• Task details:
Every record shown below should be duplicated exactly.

• Data to examine:
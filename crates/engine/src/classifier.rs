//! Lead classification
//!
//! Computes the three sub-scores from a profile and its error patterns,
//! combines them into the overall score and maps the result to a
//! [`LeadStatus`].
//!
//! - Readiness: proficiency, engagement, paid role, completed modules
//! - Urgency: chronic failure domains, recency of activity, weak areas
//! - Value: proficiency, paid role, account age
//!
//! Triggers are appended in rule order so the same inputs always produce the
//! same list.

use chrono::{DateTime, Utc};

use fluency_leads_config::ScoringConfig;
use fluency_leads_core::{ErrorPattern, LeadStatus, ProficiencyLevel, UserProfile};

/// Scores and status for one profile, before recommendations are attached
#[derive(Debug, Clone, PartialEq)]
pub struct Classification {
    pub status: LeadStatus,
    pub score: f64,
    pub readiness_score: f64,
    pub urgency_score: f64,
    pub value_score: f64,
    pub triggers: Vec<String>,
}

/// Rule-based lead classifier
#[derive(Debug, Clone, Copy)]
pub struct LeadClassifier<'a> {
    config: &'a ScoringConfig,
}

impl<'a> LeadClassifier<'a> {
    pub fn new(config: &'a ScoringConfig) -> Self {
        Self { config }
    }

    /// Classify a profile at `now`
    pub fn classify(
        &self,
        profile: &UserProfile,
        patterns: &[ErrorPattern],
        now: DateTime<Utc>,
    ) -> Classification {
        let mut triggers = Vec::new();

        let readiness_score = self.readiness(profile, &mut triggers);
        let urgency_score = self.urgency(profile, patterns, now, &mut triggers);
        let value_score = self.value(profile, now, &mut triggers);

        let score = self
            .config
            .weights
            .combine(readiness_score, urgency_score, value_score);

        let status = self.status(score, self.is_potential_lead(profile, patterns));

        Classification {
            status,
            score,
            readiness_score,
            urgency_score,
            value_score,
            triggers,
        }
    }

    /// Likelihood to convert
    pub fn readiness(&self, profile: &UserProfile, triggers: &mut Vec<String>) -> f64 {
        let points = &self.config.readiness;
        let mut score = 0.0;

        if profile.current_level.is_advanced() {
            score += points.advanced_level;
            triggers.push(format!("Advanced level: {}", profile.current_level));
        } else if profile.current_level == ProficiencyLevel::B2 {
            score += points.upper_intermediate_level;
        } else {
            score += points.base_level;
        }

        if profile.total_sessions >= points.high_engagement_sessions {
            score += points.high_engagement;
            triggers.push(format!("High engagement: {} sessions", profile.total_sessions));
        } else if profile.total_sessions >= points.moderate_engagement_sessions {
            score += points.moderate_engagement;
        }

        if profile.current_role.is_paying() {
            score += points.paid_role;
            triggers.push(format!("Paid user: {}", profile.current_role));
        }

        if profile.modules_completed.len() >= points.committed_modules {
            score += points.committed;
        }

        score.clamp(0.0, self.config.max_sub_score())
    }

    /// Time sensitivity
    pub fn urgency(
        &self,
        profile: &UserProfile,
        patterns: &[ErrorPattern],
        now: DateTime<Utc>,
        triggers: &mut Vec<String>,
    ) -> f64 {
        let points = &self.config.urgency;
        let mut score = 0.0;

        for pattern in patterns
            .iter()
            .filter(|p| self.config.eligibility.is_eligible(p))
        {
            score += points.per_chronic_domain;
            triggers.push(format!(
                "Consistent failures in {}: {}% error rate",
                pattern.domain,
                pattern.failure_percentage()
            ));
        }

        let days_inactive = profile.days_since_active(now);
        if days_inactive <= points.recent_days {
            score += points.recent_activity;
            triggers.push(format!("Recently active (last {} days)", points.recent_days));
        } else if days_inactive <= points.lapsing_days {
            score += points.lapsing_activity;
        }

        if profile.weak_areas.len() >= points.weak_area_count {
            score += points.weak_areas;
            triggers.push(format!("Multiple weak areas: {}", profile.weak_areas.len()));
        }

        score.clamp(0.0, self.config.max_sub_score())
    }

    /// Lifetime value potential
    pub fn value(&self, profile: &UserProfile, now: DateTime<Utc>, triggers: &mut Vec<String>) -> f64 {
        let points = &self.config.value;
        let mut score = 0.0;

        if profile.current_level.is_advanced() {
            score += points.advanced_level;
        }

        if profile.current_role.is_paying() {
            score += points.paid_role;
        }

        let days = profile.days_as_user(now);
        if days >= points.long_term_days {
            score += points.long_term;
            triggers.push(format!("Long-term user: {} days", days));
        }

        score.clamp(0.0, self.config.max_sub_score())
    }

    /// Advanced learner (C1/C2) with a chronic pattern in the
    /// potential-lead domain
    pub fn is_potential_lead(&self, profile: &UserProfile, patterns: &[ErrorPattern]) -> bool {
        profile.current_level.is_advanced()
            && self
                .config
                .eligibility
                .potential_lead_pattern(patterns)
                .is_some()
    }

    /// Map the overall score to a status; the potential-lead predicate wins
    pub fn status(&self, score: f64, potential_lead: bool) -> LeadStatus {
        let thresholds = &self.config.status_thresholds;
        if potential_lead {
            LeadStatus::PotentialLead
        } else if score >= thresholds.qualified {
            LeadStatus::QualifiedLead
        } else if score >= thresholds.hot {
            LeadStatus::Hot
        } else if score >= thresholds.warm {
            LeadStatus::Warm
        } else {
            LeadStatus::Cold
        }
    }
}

• Exercise result:
filename crates/engine/src/classifier.rs
//! Lead classification
//!
//! Computes the three sub-scores from a profile and its error patterns,
//! combines them into the overall score and maps the result to a
//! [`LeadStatus`].
//!
//! - Readiness: proficiency, engagement, paid role, completed modules
//! - Urgency: chronic failure domains, recency of activity, weak areas
//! - Value: proficiency, paid role, account age
//!
//! Triggers are appended in rule order so the same inputs always produce the
//! same list.

use chrono::{DateTime, Utc};

use fluency_leads_config::ScoringConfig;
use fluency_leads_core::{ErrorPattern, LeadStatus, ProficiencyLevel, UserProfile};

/// Scores and status for one profile, before recommendations are attached
#[derive(Debug, Clone, PartialEq)]
pub struct Classification {
    pub status: LeadStatus,
    pub score: f64,
    pub readiness_score: f64,
    pub urgency_score: f64,
    pub value_score: f64,
    pub triggers: Vec<String>,
}

/// Rule-based lead classifier
#[derive(Debug, Clone, Copy)]
pub struct LeadClassifier<'a> {
    config: &'a ScoringConfig,
}

impl<'a> LeadClassifier<'a> {
    pub fn new(config: &'a ScoringConfig) -> Self {
        Self { config }
    }

    /// Classify a profile at `now`
    pub fn classify(
        &self,
        profile: &UserProfile,
        patterns: &[ErrorPattern],
        now: DateTime<Utc>,
    ) -> Classification {
        let mut triggers = Vec::new();

        let readiness_score = self.readiness(profile, &mut triggers);
        let urgency_score = self.urgency(profile, patterns, now, &mut triggers);
        let value_score = self.value(profile, now, &mut triggers);

        let score = self
            .config
            .weights
            .combine(readiness_score, urgency_score, value_score);

        let status = self.status(score, self.is_potential_lead(profile, patterns));

        Classification {
            status,
            score,
            readiness_score,
            urgency_score,
            value_score,
            triggers,
        }
    }

    /// Likelihood to convert
    pub fn readiness(&self, profile: &UserProfile, triggers: &mut Vec<String>) -> f64 {
        let points = &self.config.readiness;
        let mut score = 0.0;

        if profile.current_level.is_advanced() {
            score += points.advanced_level;
            triggers.push(format!("Advanced level: {}", profile.current_level));
        } else if profile.current_level == ProficiencyLevel::B2 {
            score += points.upper_intermediate_level;
        } else {
            score += points.base_level;
        }

        if profile.total_sessions >= points.high_engagement_sessions {
            score += points.high_engagement;
            triggers.push(format!("High engagement: {} sessions", profile.total_sessions));
        } else if profile.total_sessions >= points.moderate_engagement_sessions {
            score += points.moderate_engagement;
        }

        if profile.current_role.is_paying() {
            score += points.paid_role;
            triggers.push(format!("Paid user: {}", profile.current_role));
        }

        if profile.modules_completed.len() >= points.committed_modules {
            score += points.committed;
        }

        score.clamp(0.0, self.config.max_sub_score())
    }

    /// Time sensitivity
    pub fn urgency(
        &self,
        profile: &UserProfile,
        patterns: &[ErrorPattern],
        now: DateTime<Utc>,
        triggers: &mut Vec<String>,
    ) -> f64 {
        let points = &self.config.urgency;
        let mut score = 0.0;

        for pattern in patterns
            .iter()
            .filter(|p| self.config.eligibility.is_eligible(p))
        {
            score += points.per_chronic_domain;
            triggers.push(format!(
                "Consistent failures in {}: {}% error rate",
                pattern.domain,
                pattern.failure_percentage()
            ));
        }

        let days_inactive = profile.days_since_active(now);
        if days_inactive <= points.recent_days {
            score += points.recent_activity;
            triggers.push(format!("Recently active (last {} days)", points.recent_days));
        } else if days_inactive <= points.lapsing_days {
            score += points.lapsing_activity;
        }

        if profile.weak_areas.len() >= points.weak_area_count {
            score += points.weak_areas;
            triggers.push(format!("Multiple weak areas: {}", profile.weak_areas.len()));
        }

        score.clamp(0.0, self.config.max_sub_score())
    }

    /// Lifetime value potential
    pub fn value(&self, profile: &UserProfile, now: DateTime<Utc>, triggers: &mut Vec<String>) -> f64 {
        let points = &self.config.value;
        let mut score = 0.0;

        if profile.current_level.is_advanced() {
            score += points.advanced_level;
        }

        if profile.current_role.is_paying() {
            score += points.paid_role;
        }

        let days = profile.days_as_user(now);
        if days >= points.long_term_days {
            score += points.long_term;
            triggers.push(format!("Long-term user: {} days", days));
        }

        score.clamp(0.0, self.config.max_sub_score())
    }

    /// Advanced learner (C1/C2) with a chronic pattern in the
    /// potential-lead domain
    pub fn is_potential_lead(&self, profile: &UserProfile, patterns: &[ErrorPattern]) -> bool {
        profile.current_level.is_advanced()
            && self
                .config
                .eligibility
                .potential_lead_pattern(patterns)
                .is_some()
    }

    /// Map the overall score to a status; the potential-lead predicate wins
    pub fn status(&self, score: f64, potential_lead: bool) -> LeadStatus {
        let thresholds = &self.config.status_thresholds;
        if potential_lead {
            LeadStatus::PotentialLead
        } else if score >= thresholds.qualified {
            LeadStatus::QualifiedLead
        } else if score >= thresholds.hot {
            LeadStatus::Hot
        } else if score >= thresholds.warm {
            LeadStatus::Warm
        } else {
            LeadStatus::Cold
        }
    }
}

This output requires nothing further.